HO slot cars

Tom Dunlap

Here from the beginning
Administrator
From about 5-9th grade my buddies and I ran Aurora HO slot cars. I still have me set. I should see how many cars still run.

three of us had sets and lots of track. Other guys would buy their own cars or borrow our second-string cars. Lots of fun in a cool basement in the summer time.

We kept combining track to build bigger tracks. Then we saw that at one section the carhttps://coolmaterial.com/wp-content/uploads/2008/10/shelby-slotcar-race-track.jpgs would slow down then speed up. One of the guys figured out that we should add a second transformer. Worked perfect. Race is on

That guy went onto become a Master Electrician.

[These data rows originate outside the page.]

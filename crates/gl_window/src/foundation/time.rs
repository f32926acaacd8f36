//! Frame timing utilities

/// Minimum length of one FPS sampling window, in seconds
pub const SAMPLE_INTERVAL: f64 = 1.0;

/// Frames-per-second sampler driven by an external monotonic clock
///
/// The counter is either uninitialized or sampling. Each sample covers at
/// least [`SAMPLE_INTERVAL`] seconds and reports the exact number of frames
/// counted in it, so a sample that overruns the interval slightly undercounts.
#[derive(Debug, Clone, Copy, Default, PartialEq)]
pub struct FpsCounter {
    state: SamplerState,
}

#[derive(Debug, Clone, Copy, Default, PartialEq)]
enum SamplerState {
    #[default]
    Uninitialized,
    Sampling {
        last_sample_time: f64,
        frame_count: u32,
    },
}

impl FpsCounter {
    /// Create an uninitialized counter
    pub const fn new() -> Self {
        Self {
            state: SamplerState::Uninitialized,
        }
    }

    /// Start (or restart) sampling at time `now`
    pub fn start(&mut self, now: f64) {
        self.state = SamplerState::Sampling {
            last_sample_time: now,
            frame_count: 0,
        };
    }

    /// Count one frame rendered at time `now`
    ///
    /// Returns the frame count of the window that just closed, if `now` is at
    /// least [`SAMPLE_INTERVAL`] past the start of the current window. Frames
    /// counted before [`start`](Self::start) are ignored.
    pub fn frame(&mut self, now: f64) -> Option<u32> {
        let SamplerState::Sampling {
            last_sample_time,
            frame_count,
        } = &mut self.state
        else {
            return None;
        };

        *frame_count += 1;
        if now - *last_sample_time < SAMPLE_INTERVAL {
            return None;
        }

        let fps = *frame_count;
        *last_sample_time = now;
        *frame_count = 0;
        Some(fps)
    }

    /// Whether [`start`](Self::start) has been called
    pub const fn is_sampling(&self) -> bool {
        matches!(self.state, SamplerState::Sampling { .. })
    }

    /// Frames counted in the current window
    pub const fn frame_count(&self) -> Option<u32> {
        match self.state {
            SamplerState::Sampling { frame_count, .. } => Some(frame_count),
            SamplerState::Uninitialized => None,
        }
    }

    /// Start time of the current window
    pub const fn last_sample_time(&self) -> Option<f64> {
        match self.state {
            SamplerState::Sampling { last_sample_time, .. } => Some(last_sample_time),
            SamplerState::Uninitialized => None,
        }
    }
}

/// Caption shown while the FPS overlay is active
pub fn fps_title(title: &str, fps: u32) -> String {
    format!("{title} (FPS: {fps})")
}

#[cfg(test)]
mod tests {
    use super::*;
    use approx::assert_relative_eq;

    #[test]
    fn test_uninitialized_ignores_frames() {
        let mut counter = FpsCounter::new();
        assert!(!counter.is_sampling());
        assert_eq!(counter.frame(10.0), None);
        assert_eq!(counter.frame_count(), None);
        assert_eq!(counter.last_sample_time(), None);
    }

    #[test]
    fn test_start_resets_state() {
        let mut counter = FpsCounter::new();
        counter.start(2.5);
        counter.frame(2.6);
        counter.frame(2.7);
        assert_eq!(counter.frame_count(), Some(2));

        counter.start(5.0);
        assert_eq!(counter.frame_count(), Some(0));
        assert_relative_eq!(counter.last_sample_time().unwrap(), 5.0);
    }

    #[test]
    fn test_sixty_frames_in_one_second() {
        let mut counter = FpsCounter::new();
        counter.start(0.0);

        let mut reports = Vec::new();
        for i in 1..=60 {
            if let Some(fps) = counter.frame(f64::from(i) / 60.0) {
                reports.push((i, fps));
            }
        }

        assert_eq!(reports, vec![(60, 60)]);
        assert_eq!(counter.frame_count(), Some(0));
        assert_relative_eq!(counter.last_sample_time().unwrap(), 1.0);
    }

    #[test]
    fn test_single_frame_after_idle() {
        let mut counter = FpsCounter::new();
        counter.start(0.0);
        assert_eq!(counter.frame(2.0), Some(1));
    }

    #[test]
    fn test_window_restarts_at_crossing_frame() {
        let mut counter = FpsCounter::new();
        counter.start(0.0);
        assert_eq!(counter.frame(0.5), None);
        assert_eq!(counter.frame(1.25), Some(2));

        // next window is measured from 1.25, not from 1.0
        assert_eq!(counter.frame(2.0), None);
        assert_eq!(counter.frame(2.25), Some(2));
    }

    #[test]
    fn test_fps_title() {
        assert_eq!(fps_title("Demo", 31), "Demo (FPS: 31)");
    }
}
//! Window demo application
//!
//! Opens a window with an OpenGL 3.3 core context, shows the FPS in the
//! title bar and feeds mouse input to an orbit camera. Escape closes the
//! window.
//!
//! Usage: `window_demo [config.toml|config.ron]`

mod mouse;

use std::cell::RefCell;
use std::rc::Rc;

use gl_window::foundation::logging;
use gl_window::prelude::*;
use mouse::MouseHandler;
use thiserror::Error;

const DEFAULT_CONFIG_PATH: &str = "window.toml";

#[derive(Error, Debug)]
enum DemoError {
    #[error("Configuration error: {0}")]
    Config(#[from] ConfigError),

    #[error("Window error: {0}")]
    Window(#[from] WindowError),
}

fn main() {
    if let Err(e) = run() {
        log::error!("{e}");
        eprintln!("window_demo: {e}");
        std::process::exit(1);
    }
}

fn run() -> Result<(), DemoError> {
    let path = std::env::args().nth(1).unwrap_or_else(|| DEFAULT_CONFIG_PATH.to_string());
    let config = ApplicationConfig::load_or_default(&path)?;
    config.validate()?;
    logging::init_with_level(&config.log_level);

    let mut window = Window::try_new(&config.window)?;
    log::info!("Window ready: {}x{}", window.width(), window.height());

    let handler = Rc::new(RefCell::new(MouseHandler::default()));
    let (on_move, on_click, on_scroll) = (handler.clone(), handler.clone(), handler.clone());
    window.attach_mouse_listeners(
        move |x, y| on_move.borrow_mut().on_move(x, y),
        move |button, action, x, y| on_click.borrow_mut().on_click(button, action, x, y),
        move |dx, dy| on_scroll.borrow_mut().on_scroll(dx, dy),
    );

    window.make_context();
    window.init_timer();

    while !window.is_closed() {
        window.process_events();
        if window.is_key_pressed(KeyCode::Escape) {
            window.close();
        }

        window.show_fps();
        window.render();
    }

    let camera = handler.borrow();
    log::info!(
        "Final camera: yaw {:.1}, pitch {:.1}, zoom {:.1}",
        camera.yaw,
        camera.pitch,
        camera.zoom
    );
    drop(camera);

    window.destroy();
    Ok(())
}
use chrono::{DateTime, Utc};
use serde::{Deserialize, Serialize};

// -- Errors --

#[derive(Debug, Serialize, Deserialize)]
pub struct ErrorBody {
    pub error: String,
    #[serde(skip_serializing_if = "Option::is_none")]
    pub path: Option<String>,
}

#[derive(Debug, Serialize, Deserialize)]
pub struct StatusResponse {
    pub status: String,
}

// -- Auth --

/// The signed-in user as returned by `GET /api/auth/user`.
#[derive(Debug, Serialize, Deserialize)]
pub struct CurrentUser {
    pub id: i64,
    pub name: String,
    pub email: String,
}

#[derive(Debug, Deserialize)]
pub struct OAuthCallbackQuery {
    pub state: Option<String>,
    pub code: Option<String>,
    /// Set by the provider when the user denies consent.
    pub error: Option<String>,
}

// -- Projects --

#[derive(Debug, Deserialize)]
#[serde(deny_unknown_fields, rename_all = "camelCase")]
pub struct CreateProjectRequest {
    pub name: String,
    pub description: String,
    pub involvement_sought: String,
}

#[derive(Debug, Clone, Serialize, Deserialize)]
#[serde(rename_all = "camelCase")]
pub struct ProjectDto {
    pub id: i64,
    pub owner_id: Option<i64>,
    pub owner_name: Option<String>,
    pub name: String,
    pub description: String,
    pub involvement_sought: String,
    pub is_active: bool,
    #[serde(rename = "upvotesLast7Days")]
    pub upvotes_last7_days: i64,
    pub can_edit: bool,
    pub can_upvote: bool,
}

// -- Intelligence --

#[derive(Debug, Serialize, Deserialize)]
#[serde(rename_all = "camelCase")]
pub struct IntelligenceSummary {
    pub active_projects: i64,
    pub recent_votes: i64,
}

// -- Journal --

#[derive(Debug, Deserialize)]
pub struct JournalQuery {
    pub skip: Option<i64>,
    pub take: Option<i64>,
}

#[derive(Debug, Deserialize)]
#[serde(deny_unknown_fields)]
pub struct CreateJournalRequest {
    pub title: String,
    pub body: String,
}

/// Journal posts keep the PascalCase keys the presentation client reads.
#[derive(Debug, Clone, Serialize, Deserialize)]
#[serde(rename_all = "PascalCase")]
pub struct JournalPost {
    pub id: i64,
    pub title: String,
    pub body: String,
    pub created_at: DateTime<Utc>,
    pub author_name: String,
}

#[derive(Debug, Serialize, Deserialize)]
#[serde(rename_all = "camelCase")]
pub struct JournalPage {
    pub posts: Vec<JournalPost>,
    pub total_count: i64,
}

// -- Contact --

#[derive(Debug, Deserialize)]
#[serde(deny_unknown_fields, rename_all = "camelCase")]
pub struct ContactRequest {
    pub project_id: i64,
    pub body: String,
}

#[derive(Debug, Serialize, Deserialize)]
#[serde(rename_all = "camelCase")]
pub struct ContactMessageDto {
    pub id: i64,
    pub body: String,
    pub sent_at: DateTime<Utc>,
    pub sender_name: Option<String>,
    pub recipient_name: Option<String>,
    pub project_name: Option<String>,
}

My brother had Hot Wheels which were fun...but not as much fun as hot slots.

 
Did the same! My cousins (who lived near Annandale Minnesota on a horse farm) had a track in their basement. You had to slow down on the corners, or fly off the track. We would notice a decline in performance over time, so would pit stop and clean the brushes from time to time. Their mom would bring us a big bowl of cherries during the pit stops. Their dad had a Western apparel store in the Twin cities, and we kids would ride in the covered truck bed telling corny jokes on the 1 hour ride to the store. Good memories.
 
Thanks for the memories. Slot cars were a big thing for us back in those days. We had a business that built commercial slot tracks for us to bring our cars in and race them. It was about five miles from where I lived and I would pack up my cars and bicycle over there to test them out and race with other kids. Always stopping at a gas station on the way home to get a cold Green River soda.
 
@surveyor

Gordo

Was that Schatzlein? If so, they closed the doors down on Lake Street a year ago. They had been there for a LONG time.

There were a couple of tracks at hobby supply stores. Those were for the bigger cars not HO.

We liked how easy it was to make up some crazy tracks. After we got the two transformers figured out we'd run two cars on each track. Kind of like juggling. One car might be in the straight and the other in S curves.

Other times we were tear-a$$ing around the woods on our bikes. A little tree climbing too.
 
No, sadly My uncle used to raise award winning Appaloosa horses and was trying to run the western apparel store also, but thief's cleaned him out one night (he had alarms and bars, but to no avail), so he rebuilt his stock and got a guard dog, but the dirty low down thief's killed the dog and wiped him out again. That was the end of the store, which only lasted a few years.
 
We fought with the brushes, braided and solid and no one informed us about the model train corrosion removal erasers. We branched off to drag cars i.e. just ridiculously loading them up on higher voltage transformers and then we invented(?) foamy tires - strip of soft foam wrapped around rear tires, upped the diameter, width and grip. Ozone, anyone? The drag strip was open ended - airborne! I think we smoked one pistol grip.